Devant l’urgence, j’avais décidé de commuer cette proposition de loi en amendement lors de l’examen du projet de loi portant adaptation de la procédure pénale au droit de l’Union européenne – DADUE. Cet amendement, rejeté en première lecture par le Gouvernement sans raison valable, avait finalement trouvé écho en seconde lecture avec l’aide de Dominique Raimbourg, que je tiens ici à remercier.
Malheureusement, le Sénat s’était opposé à cette démarche, tant pour des raisons de forme que pour des motifs de fond. Le dispositif gouvernemental – à l’exclusion donc de celui issu de mon amendement – avait alors été jugé comme portant une atteinte substantielle au principe constitutionnel de présomption d’innocence.
Enfin, toujours dans la même volonté de remédier aux failles juridiques pour garantir la sécurité de nos enfants, j’ai déposé une proposition de loi qui, après avoir été adoptée à l’unanimité en commission des lois, a été votée à l’unanimité en séance publique le 3 décembre dernier, comme vous avez bien voulu le rappeler, mesdames les ministres – et je vous en remercie.
Neuf mois se sont écoulés depuis les événements tragiques de Villefontaine. Que de temps perdu !
L’article 3 du projet de loi que nous examinons modifie l’article L. 133-6 du code de l’action sociale et des familles afin de supprimer la condition relative au quantum de la peine prononcée en cas de condamnation pour des délits de nature sexuelle commis envers des mineurs. En ce sens, il a la même portée juridique que le dispositif contenu dans l’article unique de ma proposition de loi. Convaincu que la législation pénale relative aux infractions sexuelles commises contre les mineurs doit aujourd’hui faire l’objet d’améliorations dans les meilleurs délais, je ne peux que me réjouir que le dispositif prévu dans ma proposition de loi ait été intégré dans le projet de loi du Gouvernement.
L’école est un sanctuaire républicain, où la violence des hommes n’a pas sa place. Nous ne pouvons que nous féliciter, sur l’ensemble de ces bancs, que cette proposition émanant des parlementaires de l’opposition soit écoutée par le Gouvernement et sa majorité. L’adoption de cet article consacre ainsi pour moi la victoire du bon sens, au-delà des clivages partisans, dans le seul souci de l’intérêt général et de la protection de l’enfance.
Naturellement, madame la garde des sceaux, madame la ministre de l’éducation nationale, je voterai, ainsi que mon groupe, votre projet de loi.
Madame la présidente, mesdames les ministres, chers collègues, nous allons voter un texte destiné à mieux protéger nos mineurs lorsqu’ils peuvent se trouver en présence d’adultes dangereux susceptibles de leur porter atteinte.
Le chemin de crête dont vous parliez est un chemin toujours étroit, où le risque de tomber est toujours présent.

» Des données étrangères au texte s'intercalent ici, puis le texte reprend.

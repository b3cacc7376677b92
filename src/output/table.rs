//
//  upcloud-api
//  output/table.rs
//
//  Created by Ngonidzashe Mangudya on 2026/10/19.
//  Copyright (c) 2026 IAMNGONI. All rights reserved.
//

//! # Table Output Formatting
//!
//! Table rendering with `comfy_table`, plus helpers that color resource
//! states and format sizes for terminal output.
//!
//! ## Example
//!
//! ```rust,ignore
//! use upcloud_api::output::TableBuilder;
//!
//! TableBuilder::new()
//!     .headers(["UUID", "HOSTNAME", "STATE"])
//!     .row(["00af", "web-1", "started"])
//!     .print();
//! ```

use comfy_table::{presets::UTF8_FULL, Cell, Color, ContentArrangement, Table};

/// Creates an empty table with the default style.
pub fn create_table() -> Table {
    let mut table = Table::new();
    table
        .load_preset(UTF8_FULL)
        .set_content_arrangement(ContentArrangement::Dynamic);
    table
}

/// Fluent builder over [`comfy_table::Table`].
pub struct TableBuilder {
    table: Table,
    color: bool,
}

impl TableBuilder {
    pub fn new() -> Self {
        Self {
            table: create_table(),
            color: console::colors_enabled(),
        }
    }

    pub fn color(mut self, enabled: bool) -> Self {
        self.color = enabled;
        self
    }

    /// Sets the header row; headers are cyan when color is enabled.
    pub fn headers<I, S>(mut self, headers: I) -> Self
    where
        I: IntoIterator<Item = S>,
        S: Into<String>,
    {
        let headers: Vec<String> = headers.into_iter().map(Into::into).collect();
        if self.color {
            let cells: Vec<Cell> = headers.iter().map(|h| Cell::new(h).fg(Color::Cyan)).collect();
            self.table.set_header(cells);
        } else {
            self.table.set_header(headers);
        }
        self
    }

    pub fn row<I, S>(mut self, cells: I) -> Self
    where
        I: IntoIterator<Item = S>,
        S: Into<String>,
    {
        let row: Vec<String> = cells.into_iter().map(Into::into).collect();
        self.table.add_row(row);
        self
    }

    pub fn rows<I, R, S>(mut self, rows: I) -> Self
    where
        I: IntoIterator<Item = R>,
        R: IntoIterator<Item = S>,
        S: Into<String>,
    {
        for row in rows {
            let row: Vec<String> = row.into_iter().map(Into::into).collect();
            self.table.add_row(row);
        }
        self
    }

    pub fn print(self) {
        println!("{}", self.table);
    }

    pub fn build(self) -> Table {
        self.table
    }
}

impl Default for TableBuilder {
    fn default() -> Self {
        Self::new()
    }
}

/// Colors a server, storage or import state.
///
/// | Color | States |
/// |-------|--------|
/// | green | `started`, `online`, `completed` |
/// | yellow | `maintenance`, `cloning`, `backuping`, `syncing`, `pending`, `preparing`, `running` |
/// | red | `error`, `failed`, `cancelled`, `cancelling` |
/// | dim | `stopped` |
pub fn format_state(state: &str, color: bool) -> String {
    if !color {
        return state.to_string();
    }

    use console::style;
    match state {
        "started" | "online" | "completed" => style(state).green().to_string(),
        "maintenance" | "cloning" | "backuping" | "syncing" | "pending" | "preparing"
        | "running" => style(state).yellow().to_string(),
        "error" | "failed" | "cancelled" | "cancelling" => style(state).red().to_string(),
        "stopped" => style(state).dim().to_string(),
        _ => state.to_string(),
    }
}

/// Formats a byte count with binary units.
pub fn format_bytes(bytes: u64) -> String {
    const UNITS: [&str; 5] = ["B", "KiB", "MiB", "GiB", "TiB"];
    let mut value = bytes as f64;
    let mut unit = 0;
    while value >= 1024.0 && unit < UNITS.len() - 1 {
        value /= 1024.0;
        unit += 1;
    }
    if unit == 0 {
        format!("{} {}", bytes, UNITS[0])
    } else {
        format!("{:.1} {}", value, UNITS[unit])
    }
}

/// Renders an empty string as `-`.
pub fn or_dash(value: &str) -> String {
    if value.is_empty() {
        "-".to_string()
    } else {
        value.to_string()
    }
}

#[cfg(test)]
mod tests {
    use super::*;

    #[test]
    fn test_format_state_plain() {
        assert_eq!(format_state("started", false), "started");
        assert_eq!(format_state("whatever", true), "whatever");
    }

    #[test]
    fn test_format_bytes() {
        assert_eq!(format_bytes(512), "512 B");
        assert_eq!(format_bytes(1536), "1.5 KiB");
        assert_eq!(format_bytes(10 * 1024 * 1024 * 1024), "10.0 GiB");
    }

    #[test]
    fn test_or_dash() {
        assert_eq!(or_dash(""), "-");
        assert_eq!(or_dash("fi-hel1"), "fi-hel1");
    }

    #[test]
    fn test_builder_rows() {
        let table = TableBuilder::new()
            .color(false)
            .headers(["A", "B"])
            .row(["1", "2"])
            .rows([["3", "4"]])
            .build();
        assert_eq!(table.row_iter().count(), 2);
    }
}
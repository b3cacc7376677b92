//
//  upcloud-api
//  service/tag.rs
//
//  Created by Ngonidzashe Mangudya on 2026/10/19.
//  Copyright (c) 2026 IAMNGONI. All rights reserved.
//

//! Tag operations.

use tokio_util::sync::CancellationToken;

use super::Service;
use crate::api::common::Result;
use crate::api::server::{ServerDetails, ServerDetailsEnvelope};
use crate::api::tag::{
    CreateTagRequest, DeleteTagRequest, GetTagsRequest, ModifyTagRequest, Tag, TagEnvelope,
    TagServerRequest, TagsEnvelope, UntagServerRequest,
};

impl Service {
    /// Lists all tags.
    pub async fn get_tags(&self, ctx: &CancellationToken) -> Result<Vec<Tag>> {
        let mut out = TagsEnvelope::default();
        self.client.get(ctx, &GetTagsRequest, &mut out).await?;
        Ok(out.tags.tag)
    }

    /// Creates a tag.
    pub async fn create_tag(&self, ctx: &CancellationToken, req: &CreateTagRequest) -> Result<Tag> {
        let mut out = TagEnvelope::default();
        self.client.create(ctx, req, &mut out).await?;
        Ok(out.tag)
    }

    /// Modifies a tag.
    pub async fn modify_tag(&self, ctx: &CancellationToken, req: &ModifyTagRequest) -> Result<Tag> {
        let mut out = TagEnvelope::default();
        self.client.modify(ctx, req, &mut out).await?;
        Ok(out.tag)
    }

    /// Deletes a tag.
    pub async fn delete_tag(&self, ctx: &CancellationToken, req: &DeleteTagRequest) -> Result<()> {
        self.client.delete(ctx, req).await
    }

    /// Adds tags to a server and returns the updated server.
    pub async fn tag_server(
        &self,
        ctx: &CancellationToken,
        req: &TagServerRequest,
    ) -> Result<ServerDetails> {
        let mut out = ServerDetailsEnvelope::default();
        self.client.create(ctx, req, &mut out).await?;
        Ok(out.server)
    }

    /// Removes tags from a server and returns the updated server.
    pub async fn untag_server(
        &self,
        ctx: &CancellationToken,
        req: &UntagServerRequest,
    ) -> Result<ServerDetails> {
        let mut out = ServerDetailsEnvelope::default();
        self.client.create(ctx, req, &mut out).await?;
        Ok(out.server)
    }
}
//
//  upcloud-api
//  api/tag.rs
//
//  Created by Ngonidzashe Mangudya on 2026/10/19.
//  Copyright (c) 2026 IAMNGONI. All rights reserved.
//

//! Server tag API types.
//!
//! Tags are account-wide labels; assigning them to servers goes through the
//! server endpoints and answers with the updated server details.

use serde::{Deserialize, Serialize};

use crate::api::common::ServerUuids;
use crate::api::request::{envelope, Request};

/// A tag and the servers carrying it.
#[derive(Debug, Clone, Default, PartialEq, Eq, Serialize, Deserialize)]
pub struct Tag {
    pub name: String,
    #[serde(default)]
    pub description: String,
    #[serde(default)]
    pub servers: ServerUuids,
}

#[derive(Debug, Clone, Default, Deserialize)]
pub struct TagList {
    #[serde(default)]
    pub tag: Vec<Tag>,
}

/// `{"tags": {"tag": [...]}}`
#[derive(Debug, Clone, Default, Deserialize)]
pub struct TagsEnvelope {
    pub tags: TagList,
}

/// `{"tag": {...}}`
#[derive(Debug, Clone, Default, Deserialize)]
pub struct TagEnvelope {
    pub tag: Tag,
}

/// Lists all tags of the account.
#[derive(Debug, Clone, Copy, Default)]
pub struct GetTagsRequest;

impl Request for GetTagsRequest {
    fn request_url(&self) -> String {
        "/tag".to_string()
    }
}

/// Creates a tag, optionally assigning it to servers.
#[derive(Debug, Clone, Default, Serialize)]
pub struct CreateTagRequest {
    pub tag: Tag,
}

impl Request for CreateTagRequest {
    fn request_url(&self) -> String {
        "/tag".to_string()
    }

    fn request_body(&self) -> serde_json::Result<Option<serde_json::Value>> {
        envelope("tag", &self.tag)
    }
}

/// Renames or redescribes a tag, or replaces its server list.
#[derive(Debug, Clone, Default, Serialize)]
pub struct ModifyTagRequest {
    /// Current name of the tag.
    #[serde(skip)]
    pub name: String,
    pub tag: Tag,
}

impl Request for ModifyTagRequest {
    fn request_url(&self) -> String {
        format!("/tag/{}", self.name)
    }

    fn request_body(&self) -> serde_json::Result<Option<serde_json::Value>> {
        envelope("tag", &self.tag)
    }
}

/// Deletes a tag.
#[derive(Debug, Clone, Default)]
pub struct DeleteTagRequest {
    pub name: String,
}

impl Request for DeleteTagRequest {
    fn request_url(&self) -> String {
        format!("/tag/{}", self.name)
    }
}

/// Assigns tags to a server.
#[derive(Debug, Clone, Default, Serialize)]
pub struct TagServerRequest {
    #[serde(skip)]
    pub uuid: String,
    #[serde(skip)]
    pub tags: Vec<String>,
}

impl Request for TagServerRequest {
    fn request_url(&self) -> String {
        format!("/server/{}/tag/{}", self.uuid, self.tags.join(","))
    }
}

/// Removes tags from a server.
#[derive(Debug, Clone, Default, Serialize)]
pub struct UntagServerRequest {
    #[serde(skip)]
    pub uuid: String,
    #[serde(skip)]
    pub tags: Vec<String>,
}

impl Request for UntagServerRequest {
    fn request_url(&self) -> String {
        format!("/server/{}/untag/{}", self.uuid, self.tags.join(","))
    }
}
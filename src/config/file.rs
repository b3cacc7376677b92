//
//  upcloud-api
//  config/file.rs
//
//  Created by Ngonidzashe Mangudya on 2026/10/19.
//  Copyright (c) 2026 IAMNGONI. All rights reserved.
//

//! Configuration file I/O.
//!
//! The configuration holds an API password, so files written here are
//! readable by the owner only on Unix.

use std::path::Path;

use anyhow::{Context, Result};

/// Reads the configuration file at `path` into a string.
///
/// # Errors
///
/// Fails if the file does not exist, cannot be read, or is not valid UTF-8.
pub fn read_config_file(path: &Path) -> Result<String> {
    std::fs::read_to_string(path)
        .with_context(|| format!("Failed to read config file {}", path.display()))
}

/// Writes `content` to `path`, creating parent directories as needed.
///
/// On Unix the file mode is set to `0600`.
pub fn write_config_file(path: &Path, content: &str) -> Result<()> {
    if let Some(parent) = path.parent() {
        std::fs::create_dir_all(parent)
            .with_context(|| format!("Failed to create {}", parent.display()))?;
    }
    std::fs::write(path, content)
        .with_context(|| format!("Failed to write config file {}", path.display()))?;

    #[cfg(unix)]
    {
        use std::os::unix::fs::PermissionsExt;
        std::fs::set_permissions(path, std::fs::Permissions::from_mode(0o600))?;
    }

    Ok(())
}

/// Returns `true` if a configuration file exists at `path`.
pub fn config_exists(path: &Path) -> bool {
    path.is_file()
}

#[cfg(test)]
mod tests {
    use super::*;

    #[test]
    fn test_write_creates_parents() {
        let dir = tempfile::tempdir().unwrap();
        let path = dir.path().join("a").join("b").join("config.toml");
        assert!(!config_exists(&path));

        write_config_file(&path, "timeout = 5\n").unwrap();
        assert!(config_exists(&path));
        assert_eq!(read_config_file(&path).unwrap(), "timeout = 5\n");
    }

    #[cfg(unix)]
    #[test]
    fn test_written_file_is_private() {
        use std::os::unix::fs::PermissionsExt;

        let dir = tempfile::tempdir().unwrap();
        let path = dir.path().join("config.toml");
        write_config_file(&path, "").unwrap();
        let mode = std::fs::metadata(&path).unwrap().permissions().mode();
        assert_eq!(mode & 0o777, 0o600);
    }

    #[test]
    fn test_read_missing_file_names_path() {
        let dir = tempfile::tempdir().unwrap();
        let path = dir.path().join("absent.toml");
        let err = read_config_file(&path).unwrap_err();
        assert!(err.to_string().contains("absent.toml"));
    }

    #[test]
    fn test_directory_is_not_a_config_file() {
        let dir = tempfile::tempdir().unwrap();
        assert!(!config_exists(dir.path()));
    }
}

Il reste périlleux, voire risqué, de légiférer dans la précipitation après un fait divers odieux – heureusement isolé – pour rendre l’action publique lisible, efficace et, surtout, conforme à notre droit. L’émotion, certes très légitime, est une très mauvaise conseillère dès lors que l’on risque de toucher à des principes fondamentaux, constitutionnels et conventionnels. Le principe de précaution, même s’il s’agit de mineurs, ne doit pas effacer ou occulter la présomption d’innocence, le secret de l’enquête, le secret de l’instruction ou le secret du délibéré, principes cardinaux de notre droit pénal.
Il est heureux d’avoir su prendre un peu de temps. Nous bénéficions ainsi à la fois de l’avis du Conseil d’État et d’une étude d’impact. Ce temps, finalement assez court, a permis de faire le point sereinement, en posant le constat et en faisant le bilan, pour écrire un texte qui améliorera la prévention, car tel est bien l’objectif : protéger les enfants et prévenir tout incident au sein de l’école, ainsi que dans les établissements sportifs et dans tous les endroits où peuvent se trouver des enfants potentiellement en danger.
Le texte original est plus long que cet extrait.